Finding a home health aide became another long ordeal.
The pandemic has made home health staffing nationwide even scarcer than it already was. The Parladés are among an untold number of Americans who had no option but to become caregivers, potentially damaging careers and straining relationships with the people they love the most.
“I’m having to give her 110% of myself,” said Jessica Berger, whose daughter Zoe Potack, 11, has severe autism, “but I have a husband and I have my [other] daughter. It doesn’t feel good to not be able to give my time and attention to all those other things and people that matter.”
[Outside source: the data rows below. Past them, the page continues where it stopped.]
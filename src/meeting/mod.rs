pub mod events;
pub mod functions;
pub mod state;

pub use events::{EventBus, MeetingEvent};
pub use functions::register_meeting_functions;
pub use state::{
    ActionItem, ActionStatus, AgendaPoint, AgendaPointUpdate, MeetingCounts, MeetingState, Urgency,
};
Even before the pandemic, turnover rates in home health ranged from 40% to 60%. In Pennsylvania, which as of 2020 had the fourth most home health and personal aides in the country, median pay is a little less than $13 an hour. Then COVID-19 compelled people on lockdown to cancel their home health aides, some fearing that would bring the virus into their homes. Hospitals canceled nonurgent surgeries, reducing the number of people who typically would need home care.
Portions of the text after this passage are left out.